This week’s blog is all about twitter and how we can use it to reach out to our customers. Twitter is an online social networking platform that gives users 140 characters to send messages or tweets. It is one of the most popular social networking sites in the groundswell alongside Facebook and YouTube. The social network Twitter is “free and open, connects people, and gives them power” (Li & Bernoff, 2011). Everyone has embraced Twitter because of its simplicity and ability to give the users the freedom to voice what’s on their mind. It is at the center of a whole ecosystem of interactions. Here are few elements of that ecosystem (Li & Bernoff, 2011):
Followers – allows anyone to follow anyone else on Twitter and connect with them. It also enables some of the people on Twitter to develop followings in the thousands or hundreds of thousands.
Hashtags and searches – hashtags are terms designed to mark a tweet as referring to a topic and are indicated with a #. Using hashtags, your post will be searchable by anyone who search that hashtag word you used.
Mentions and retweets – provides an easy way to reply or reference your followers or Twitter user. Retweeting is another key feature that passes messages from others to your followers.
Links – allows people to share short updates and articles with a note recommending it.
Lists – he ability to create a list of people you follow as well as a list that can be shared on the Web.
Apps and Tools – a huge collection of tools that tap into feeds for twitters and companies. TweetDeck is a free application for collecting your mentions and searches into columns in a full-screen interface, making responding easier.
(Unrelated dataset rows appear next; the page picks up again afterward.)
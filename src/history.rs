use itertools::Itertools;
use std::fmt;

use crate::scramble::Scramble;
use crate::time_format::format_duration;

/// One completed timed attempt
#[derive(Clone, Debug, PartialEq, Eq)]
pub struct SolveRecord {
    duration_ms: u64,
    scramble: Scramble,
}

impl SolveRecord {
    pub fn new(duration_ms: u64, scramble: Scramble) -> Self {
        Self {
            duration_ms,
            scramble,
        }
    }

    pub fn duration_ms(&self) -> u64 {
        self.duration_ms
    }

    pub fn scramble(&self) -> &Scramble {
        &self.scramble
    }
}

/// An entry of the ranked history view
#[derive(Clone, Debug, PartialEq, Eq)]
pub struct RankedSolve {
    pub rank: usize,
    pub duration_ms: u64,
    pub time: String,
}

impl fmt::Display for RankedSolve {
    fn fmt(&self, f: &mut fmt::Formatter<'_>) -> fmt::Result {
        write!(f, "{}. {}", self.rank, self.time)
    }
}

/// Solves of the current process, kept in insertion order
#[derive(Clone, Debug, Default)]
pub struct SessionHistory {
    records: Vec<SolveRecord>,
}

impl SessionHistory {
    pub fn new() -> Self {
        Self::default()
    }

    pub fn append(&mut self, record: SolveRecord) {
        self.records.push(record);
    }

    pub fn clear(&mut self) {
        self.records.clear();
    }

    pub fn records(&self) -> &[SolveRecord] {
        &self.records
    }

    pub fn len(&self) -> usize {
        self.records.len()
    }

    pub fn is_empty(&self) -> bool {
        self.records.is_empty()
    }

    /// Records fastest first; equal durations keep insertion order
    pub fn sorted_records(&self) -> Vec<&SolveRecord> {
        self.records
            .iter()
            .sorted_by_key(|r| r.duration_ms)
            .collect()
    }

    pub fn ordered_by_duration(&self) -> Vec<RankedSolve> {
        self.sorted_records()
            .into_iter()
            .enumerate()
            .map(|(idx, r)| RankedSolve {
                rank: idx + 1,
                duration_ms: r.duration_ms,
                time: format_duration(r.duration_ms),
            })
            .collect()
    }
}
Twitter users have an outside level of influence
“As you can see from the Social Technographics Profile of tweeters below, they’re three times as likely to be Creators, more than twice as likely to be Critics, and half-again as likely to be Joiners compared with typical online consumers” (Li & Bernoff, 2011).
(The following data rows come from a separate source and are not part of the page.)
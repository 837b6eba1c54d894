use std::sync::mpsc::{self, Receiver, RecvError, RecvTimeoutError};
use std::time::Duration;

use crossterm::event::{self, Event as CtEvent, KeyEvent, MouseEvent};
use tracing::warn;

/// Unified event type consumed by the app runner
#[derive(Clone, Debug)]
pub enum TimerEvent {
    Key(KeyEvent),
    Mouse(MouseEvent),
    Resize,
    /// The requested wake-up elapsed with no input
    Tick,
    /// The input side is gone; nothing more will ever arrive
    Closed,
}

/// Source of terminal events (keyboard, mouse, resize)
pub trait TimerEventSource: Send + 'static {
    /// Block until an event arrives or the source is closed.
    fn recv(&self) -> Result<TimerEvent, RecvError>;

    /// Block for up to `timeout` waiting for an event.
    fn recv_timeout(&self, timeout: Duration) -> Result<TimerEvent, RecvTimeoutError>;
}

/// Production event source: a reader thread forwarding crossterm events
pub struct CrosstermEventSource {
    rx: Receiver<TimerEvent>,
}

impl CrosstermEventSource {
    pub fn new() -> Self {
        let (tx, rx) = mpsc::channel();

        std::thread::spawn(move || loop {
            let ev = match event::read() {
                Ok(CtEvent::Key(key)) => TimerEvent::Key(key),
                Ok(CtEvent::Mouse(mouse)) => TimerEvent::Mouse(mouse),
                Ok(CtEvent::Resize(_, _)) => TimerEvent::Resize,
                Ok(_) => continue,
                Err(e) => {
                    // dropping the sender closes the runner
                    warn!(error = %e, "terminal input failed");
                    break;
                }
            };
            if tx.send(ev).is_err() {
                break;
            }
        });

        Self { rx }
    }
}

impl Default for CrosstermEventSource {
    fn default() -> Self {
        Self::new()
    }
}

impl TimerEventSource for CrosstermEventSource {
    fn recv(&self) -> Result<TimerEvent, RecvError> {
        self.rx.recv()
    }

    fn recv_timeout(&self, timeout: Duration) -> Result<TimerEvent, RecvTimeoutError> {
        self.rx.recv_timeout(timeout)
    }
}

/// Channel-fed event source for tests
pub struct TestEventSource {
    rx: Receiver<TimerEvent>,
}

impl TestEventSource {
    pub fn new(rx: Receiver<TimerEvent>) -> Self {
        Self { rx }
    }
}

impl TimerEventSource for TestEventSource {
    fn recv(&self) -> Result<TimerEvent, RecvError> {
        self.rx.recv()
    }

    fn recv_timeout(&self, timeout: Duration) -> Result<TimerEvent, RecvTimeoutError> {
        self.rx.recv_timeout(timeout)
    }
}

/// Advances the application one event at a time. There is no free-running
/// ticker: the caller says when it next needs to wake up.
pub struct Runner<E: TimerEventSource> {
    event_source: E,
}

impl<E: TimerEventSource> Runner<E> {
    pub fn new(event_source: E) -> Self {
        Self { event_source }
    }

    /// Next event. With `wake` set, returns `Tick` if nothing arrives in
    /// time; with `None`, sleeps until input. `Closed` once the source is gone.
    pub fn step(&self, wake: Option<Duration>) -> TimerEvent {
        match wake {
            Some(timeout) => match self.event_source.recv_timeout(timeout) {
                Ok(ev) => ev,
                Err(RecvTimeoutError::Timeout) => TimerEvent::Tick,
                Err(RecvTimeoutError::Disconnected) => TimerEvent::Closed,
            },
            None => self.event_source.recv().unwrap_or(TimerEvent::Closed),
        }
    }
}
Here are the five groundswell objectives using Twitter
Li and Bernoff mentioned that “Twitter is in many ways the visible face of the company in the groundswell” (2011). Companies have used twitter to connect and update their customers of what is going on with their products and services. Twitter has become a middleman between the two sides. Here are some strategies when using twitter in the groundswell:
Lock up your handle – you should find a way to verified your twitter account, so that others ca not pretend to be you and it ensure that customers are connecting with the right people.
Listen first – know what people are tweeting about you before you start posting
Be ready to support people – support customers by providing them quality service and identify them if they need to be transfer to a more expert individual for a difficult situation.
Follow others – follow others which energize them knowing that you are following them.
Be ready for crisis – you’ll need to get your PR team to turn the Twitter handle into an information channel in times of difficult situation.
Check with legal and regulatory staff – before tweeting any important information or any statement, you should your legal team if any of the information is appropriate to release or post. This can save you any future problems.
In conclusion, Twitter serves as a tool to update us about our favorite companies, celebrities, or experts. It brings our connections one step further to other people. This creates a whole new level of connectivity to the world. For students like me, twitter is highly beneficial for us as it can increase our client base, network, and provide free advertisement. But you have to know how to use it properly to expose its full potential.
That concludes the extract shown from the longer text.